The momentariness of knowledge

The doctrine of momentary knowledge came up in one lecture. Our


knowledge depends on qualities, but qualities are always changing. The
permanent or eternal entity is not in the qualities. So our knowledge is coming
in a momentary way. For a little while there is knowledge, but it cannot remain
even for a moment. The qualities are under the power of time, space and
causation and as these three are changing every moment, so must qualities be.
So we know something one moment, but the very next moment it is erased and
a new piece of knowledge arises. So an eternal ineradicable knowledge we
cannot have.
“But one may raise this objection: all this change that we see depends on
knowledge; because there is knowledge, we are perceiving the change or
changing objects. Due to the knowledge of an eternal unchanging, permanent
entity, we are perceiving the momentary; without that, how could there be the
knowledge of the active? Due to our present confusion it is supposed that we do
not apprehend eternal and unbroken knowledge. But that is arising sui generis;
just for the sake of reasoning and argumentation we are using the momentary
knowledge. This is because of delusion.
Swamiji used in his lectures many Indian philosophical terms. He would
explain at length in English many technical words from Sanskrit philosophical
texts. He would enliven any subject he took up.

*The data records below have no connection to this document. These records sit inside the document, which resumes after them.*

//! Protocol codec contract.
//!
//! A codec turns a raw byte stream into framed application messages and
//! back. The engine owns the buffering and drives the codec through three
//! calls: boundary detection ([`ProtocolCodec::frame_length`]), inbound
//! decoding ([`ProtocolCodec::decode`]), and outbound encoding
//! ([`ProtocolCodec::encode`]). Codecs are shared read-only across the
//! connections that use them; per-connection context arrives through
//! [`ConnectionInfo`](crate::connection::ConnectionInfo).
//!
//! Two codecs ship with the crate:
//!
//! - [`LengthPrefixCodec`] - a u32 big-endian total-length header
//! - [`LineCodec`] - newline-delimited text records

mod length_prefix;
mod line;

pub use length_prefix::LengthPrefixCodec;
pub use line::LineCodec;

use bytes::Bytes;

use crate::connection::ConnectionInfo;
use crate::error::Result;

/// Outcome of a frame-boundary probe.
#[derive(Debug, Clone, Copy, PartialEq, Eq)]
pub enum FrameLength {
    /// Not enough buffered data to determine the next boundary; the engine
    /// waits for more bytes.
    Pending,
    /// The next frame spans exactly this many bytes from the front of the
    /// buffer, header included. Must be non-zero.
    Complete(usize),
}

/// Capability interface a protocol implementation satisfies.
///
/// Implementations must be deterministic with respect to the buffer
/// contents: probing a longer buffer that starts with the same bytes must
/// yield the same boundary. The engine relies on this to make chunking
/// transparent.
pub trait ProtocolCodec {
    /// Determine the length of the next frame from the front of `buffer`.
    ///
    /// Return [`FrameLength::Pending`] when the boundary cannot be
    /// determined yet, and [`FrameLength::Complete`] once it can. The
    /// announced length is a commitment: the engine buffers until exactly
    /// that many bytes are available, then extracts them as one frame.
    ///
    /// # Errors
    ///
    /// Return an error for malformed input that can never frame; the engine
    /// destroys the connection.
    fn frame_length(&self, buffer: &[u8], conn: &ConnectionInfo) -> Result<FrameLength>;

    /// Decode one extracted frame into an application message.
    ///
    /// # Errors
    ///
    /// A decode failure is escalated by the engine as a fatal fault, on the
    /// same footing as a handler fault: the frame was already accepted as
    /// well-formed by [`frame_length`](Self::frame_length), so failing here
    /// means the codec itself is broken.
    fn decode(&self, frame: Bytes, conn: &ConnectionInfo) -> Result<Bytes>;

    /// Encode an outbound message into wire bytes.
    ///
    /// Returning an empty buffer means "nothing to transmit" and is not an
    /// error; the engine reports the send as skipped.
    ///
    /// # Errors
    ///
    /// An encode failure destroys the connection.
    fn encode(&self, message: &[u8], conn: &ConnectionInfo) -> Result<Bytes>;
}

History of Gaya and Bodh-Gaya


“When Buddha was after enlightenment, and was wandering under the name
Gautama, he came to Gaya and studied for a while with a certainrishi. The
name of the place was Gayasirsha. In the heyday of the Buddhists it was
regarded as very sacred. Later when the Hindu revival came, the Hindus could
not altogether obliterate the place. They respected it for its sanctity but gave
their own explanations.
“In the Puranas there is the story of Vishnu’s battle with a daitya named
Gayasura. The latter met defeat at the hands of Vishnu, who interred him in a
mound of earth and kept him under it with his own foot. But between victor and
vanquished, there was this bargain: that every day at this spot people would
offer (the) rice balls (of sraddha rite) and if any day the offering was neglected,
Gayasura would destroy the whole world. In this way the Hindus made use of
Puranic stories about each Buddhist tirtha to dispel the Buddhist influence.

Recalling past lives

Swamiji told many stories from the “Jataka series” of Buddha’s former
births, especially the one of the tigress. That day his face was very peaceful and
he was full of love and bliss, as if experiencing fullness of love for all
creatures. There was not a trace of hardness, only enthusiasm and bliss. His
mood of joy became much more attractive than the Jataka tales. The
appearance of his face became quite different; for Swamiji always used to say,
“If I meditate on the brain of a Sankara, I become Sankara, if on the brain of a
Buddha, I become Buddha.” In any case, that evening he seemed to be a new
Buddha, recounting to his audience his own Jataka stories and the mood was
much more than the lecture. He said that Lord Buddha was able to remember
his previous lives. How many times he had been a wild animal, how many
times a monkey, how many times one level of human being or another – all this
he could recall.
He further said that Kapila, the “father of psychology,” also could recall his
past births. People ordinarily make the chief object of meditation either the
future or the transcendental. But there is another type of meditation which
looks backward: what I did this morning, or yesterday, or in previous years.
Usually this process takes one back only to the period of the three-or-four-year-
old, and most people cannot go back of that. But if someone, with tremendous
energy breaks through the barrier, then one-and-a-half years, one year, six
months – these ages yield to him, and even the embryonic condition he can
remember. If this happens, he can know all about his former lives. But to come
to this point of polarization is very difficult.
The stories of Narada, and Hercules, deluded by maya.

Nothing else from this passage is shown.